+++ Record extracts +++

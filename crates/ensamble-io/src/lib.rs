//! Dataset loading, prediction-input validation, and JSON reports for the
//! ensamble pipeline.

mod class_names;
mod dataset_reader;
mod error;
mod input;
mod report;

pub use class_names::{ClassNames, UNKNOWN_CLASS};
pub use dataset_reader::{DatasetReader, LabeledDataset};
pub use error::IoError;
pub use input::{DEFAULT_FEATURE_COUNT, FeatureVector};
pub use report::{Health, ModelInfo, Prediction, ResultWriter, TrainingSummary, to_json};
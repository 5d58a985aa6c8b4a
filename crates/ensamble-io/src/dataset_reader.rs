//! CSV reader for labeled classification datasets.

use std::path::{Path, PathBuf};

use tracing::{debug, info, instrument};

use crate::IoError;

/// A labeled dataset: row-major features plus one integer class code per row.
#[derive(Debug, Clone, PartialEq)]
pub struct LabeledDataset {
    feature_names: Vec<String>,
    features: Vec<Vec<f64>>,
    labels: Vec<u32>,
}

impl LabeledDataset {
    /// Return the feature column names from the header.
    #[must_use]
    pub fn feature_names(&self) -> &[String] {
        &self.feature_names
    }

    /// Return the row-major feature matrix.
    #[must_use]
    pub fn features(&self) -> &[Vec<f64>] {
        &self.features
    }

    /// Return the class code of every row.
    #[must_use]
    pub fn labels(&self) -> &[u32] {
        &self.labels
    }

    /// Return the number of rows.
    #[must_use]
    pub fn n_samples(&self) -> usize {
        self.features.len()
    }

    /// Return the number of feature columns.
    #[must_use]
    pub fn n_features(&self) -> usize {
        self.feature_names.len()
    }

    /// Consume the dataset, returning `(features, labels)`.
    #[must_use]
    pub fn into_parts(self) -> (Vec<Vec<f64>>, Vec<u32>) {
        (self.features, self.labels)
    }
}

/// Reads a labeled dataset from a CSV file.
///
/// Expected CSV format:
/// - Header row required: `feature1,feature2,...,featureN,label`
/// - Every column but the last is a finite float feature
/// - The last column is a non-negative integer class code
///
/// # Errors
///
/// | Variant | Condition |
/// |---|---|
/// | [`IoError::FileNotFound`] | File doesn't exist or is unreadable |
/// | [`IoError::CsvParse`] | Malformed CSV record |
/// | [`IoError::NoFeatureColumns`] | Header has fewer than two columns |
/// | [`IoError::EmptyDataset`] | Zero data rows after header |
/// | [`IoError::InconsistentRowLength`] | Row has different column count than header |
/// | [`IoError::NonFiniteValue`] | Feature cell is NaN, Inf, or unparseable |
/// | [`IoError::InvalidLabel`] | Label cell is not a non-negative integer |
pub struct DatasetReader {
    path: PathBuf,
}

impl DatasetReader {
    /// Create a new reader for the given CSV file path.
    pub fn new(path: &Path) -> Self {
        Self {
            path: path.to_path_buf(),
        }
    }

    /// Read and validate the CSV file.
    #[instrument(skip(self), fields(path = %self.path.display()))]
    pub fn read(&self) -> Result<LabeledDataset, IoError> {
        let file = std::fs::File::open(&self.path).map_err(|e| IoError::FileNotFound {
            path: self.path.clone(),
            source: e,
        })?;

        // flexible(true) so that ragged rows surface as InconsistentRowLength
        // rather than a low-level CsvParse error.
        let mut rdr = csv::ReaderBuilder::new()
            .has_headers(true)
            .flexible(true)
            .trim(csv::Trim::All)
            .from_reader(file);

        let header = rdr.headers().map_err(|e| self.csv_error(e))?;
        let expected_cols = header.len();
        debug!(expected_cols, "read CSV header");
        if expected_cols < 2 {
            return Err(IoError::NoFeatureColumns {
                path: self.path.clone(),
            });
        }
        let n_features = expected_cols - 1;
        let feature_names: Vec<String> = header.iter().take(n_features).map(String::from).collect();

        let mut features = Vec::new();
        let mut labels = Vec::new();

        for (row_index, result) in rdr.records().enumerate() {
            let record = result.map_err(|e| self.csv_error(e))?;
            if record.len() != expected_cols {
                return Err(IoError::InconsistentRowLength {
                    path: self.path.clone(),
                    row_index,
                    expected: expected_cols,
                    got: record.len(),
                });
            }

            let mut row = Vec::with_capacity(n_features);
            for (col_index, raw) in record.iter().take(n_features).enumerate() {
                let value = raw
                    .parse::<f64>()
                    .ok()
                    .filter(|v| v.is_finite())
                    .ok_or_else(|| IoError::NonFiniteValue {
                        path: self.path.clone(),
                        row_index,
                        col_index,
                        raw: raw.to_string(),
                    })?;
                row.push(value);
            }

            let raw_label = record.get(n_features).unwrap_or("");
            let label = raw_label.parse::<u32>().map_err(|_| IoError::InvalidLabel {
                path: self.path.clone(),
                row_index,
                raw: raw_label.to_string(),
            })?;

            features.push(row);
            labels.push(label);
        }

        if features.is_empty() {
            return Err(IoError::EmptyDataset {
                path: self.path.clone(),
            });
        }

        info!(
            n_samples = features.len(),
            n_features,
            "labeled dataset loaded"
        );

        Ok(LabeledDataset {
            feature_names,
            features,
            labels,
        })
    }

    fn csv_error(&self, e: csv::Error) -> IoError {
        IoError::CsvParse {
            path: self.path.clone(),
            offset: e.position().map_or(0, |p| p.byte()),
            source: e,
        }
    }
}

+++

**The problem:** Print every record above exactly as it stands.

**Solved problem:**
filename crates/ensamble-io/src/lib.rs
//! Dataset loading, prediction-input validation, and JSON reports for the
//! ensamble pipeline.

mod class_names;
mod dataset_reader;
mod error;
mod input;
mod report;

pub use class_names::{ClassNames, UNKNOWN_CLASS};
pub use dataset_reader::{DatasetReader, LabeledDataset};
pub use error::IoError;
pub use input::{DEFAULT_FEATURE_COUNT, FeatureVector};
pub use report::{Health, ModelInfo, Prediction, ResultWriter, TrainingSummary, to_json};
repository 5d58a985aa6c8b4a
filename crates/ensamble-io/src/dataset_reader.rs
//! CSV reader for labeled classification datasets.

use std::path::{Path, PathBuf};

use tracing::{debug, info, instrument};

use crate::IoError;

/// A labeled dataset: row-major features plus one integer class code per row.
#[derive(Debug, Clone, PartialEq)]
pub struct LabeledDataset {
    feature_names: Vec<String>,
    features: Vec<Vec<f64>>,
    labels: Vec<u32>,
}

impl LabeledDataset {
    /// Return the feature column names from the header.
    #[must_use]
    pub fn feature_names(&self) -> &[String] {
        &self.feature_names
    }

    /// Return the row-major feature matrix.
    #[must_use]
    pub fn features(&self) -> &[Vec<f64>] {
        &self.features
    }

    /// Return the class code of every row.
    #[must_use]
    pub fn labels(&self) -> &[u32] {
        &self.labels
    }

    /// Return the number of rows.
    #[must_use]
    pub fn n_samples(&self) -> usize {
        self.features.len()
    }

    /// Return the number of feature columns.
    #[must_use]
    pub fn n_features(&self) -> usize {
        self.feature_names.len()
    }

    /// Consume the dataset, returning `(features, labels)`.
    #[must_use]
    pub fn into_parts(self) -> (Vec<Vec<f64>>, Vec<u32>) {
        (self.features, self.labels)
    }
}

/// Reads a labeled dataset from a CSV file.
///
/// Expected CSV format:
/// - Header row required: `feature1,feature2,...,featureN,label`
/// - Every column but the last is a finite float feature
/// - The last column is a non-negative integer class code
///
/// # Errors
///
/// | Variant | Condition |
/// |---|---|
/// | [`IoError::FileNotFound`] | File doesn't exist or is unreadable |
/// | [`IoError::CsvParse`] | Malformed CSV record |
/// | [`IoError::NoFeatureColumns`] | Header has fewer than two columns |
/// | [`IoError::EmptyDataset`] | Zero data rows after header |
/// | [`IoError::InconsistentRowLength`] | Row has different column count than header |
/// | [`IoError::NonFiniteValue`] | Feature cell is NaN, Inf, or unparseable |
/// | [`IoError::InvalidLabel`] | Label cell is not a non-negative integer |
pub struct DatasetReader {
    path: PathBuf,
}

impl DatasetReader {
    /// Create a new reader for the given CSV file path.
    pub fn new(path: &Path) -> Self {
        Self {
            path: path.to_path_buf(),
        }
    }

    /// Read and validate the CSV file.
    #[instrument(skip(self), fields(path = %self.path.display()))]
    pub fn read(&self) -> Result<LabeledDataset, IoError> {
        let file = std::fs::File::open(&self.path).map_err(|e| IoError::FileNotFound {
            path: self.path.clone(),
            source: e,
        })?;

        // flexible(true) so that ragged rows surface as InconsistentRowLength
        // rather than a low-level CsvParse error.
        let mut rdr = csv::ReaderBuilder::new()
            .has_headers(true)
            .flexible(true)
            .trim(csv::Trim::All)
            .from_reader(file);

        let header = rdr.headers().map_err(|e| self.csv_error(e))?;
        let expected_cols = header.len();
        debug!(expected_cols, "read CSV header");
        if expected_cols < 2 {
            return Err(IoError::NoFeatureColumns {
                path: self.path.clone(),
            });
        }
        let n_features = expected_cols - 1;
        let feature_names: Vec<String> = header.iter().take(n_features).map(String::from).collect();

        let mut features = Vec::new();
        let mut labels = Vec::new();

        for (row_index, result) in rdr.records().enumerate() {
            let record = result.map_err(|e| self.csv_error(e))?;
            if record.len() != expected_cols {
                return Err(IoError::InconsistentRowLength {
                    path: self.path.clone(),
                    row_index,
                    expected: expected_cols,
                    got: record.len(),
                });
            }

            let mut row = Vec::with_capacity(n_features);
            for (col_index, raw) in record.iter().take(n_features).enumerate() {
                let value = raw
                    .parse::<f64>()
                    .ok()
                    .filter(|v| v.is_finite())
                    .ok_or_else(|| IoError::NonFiniteValue {
                        path: self.path.clone(),
                        row_index,
                        col_index,
                        raw: raw.to_string(),
                    })?;
                row.push(value);
            }

            let raw_label = record.get(n_features).unwrap_or("");
            let label = raw_label.parse::<u32>().map_err(|_| IoError::InvalidLabel {
                path: self.path.clone(),
                row_index,
                raw: raw_label.to_string(),
            })?;

            features.push(row);
            labels.push(label);
        }

        if features.is_empty() {
            return Err(IoError::EmptyDataset {
                path: self.path.clone(),
            });
        }

        info!(
            n_samples = features.len(),
            n_features,
            "labeled dataset loaded"
        );

        Ok(LabeledDataset {
            feature_names,
            features,
            labels,
        })
    }

    fn csv_error(&self, e: csv::Error) -> IoError {
        IoError::CsvParse {
            path: self.path.clone(),
            offset: e.position().map_or(0, |p| p.byte()),
            source: e,
        }
    }
}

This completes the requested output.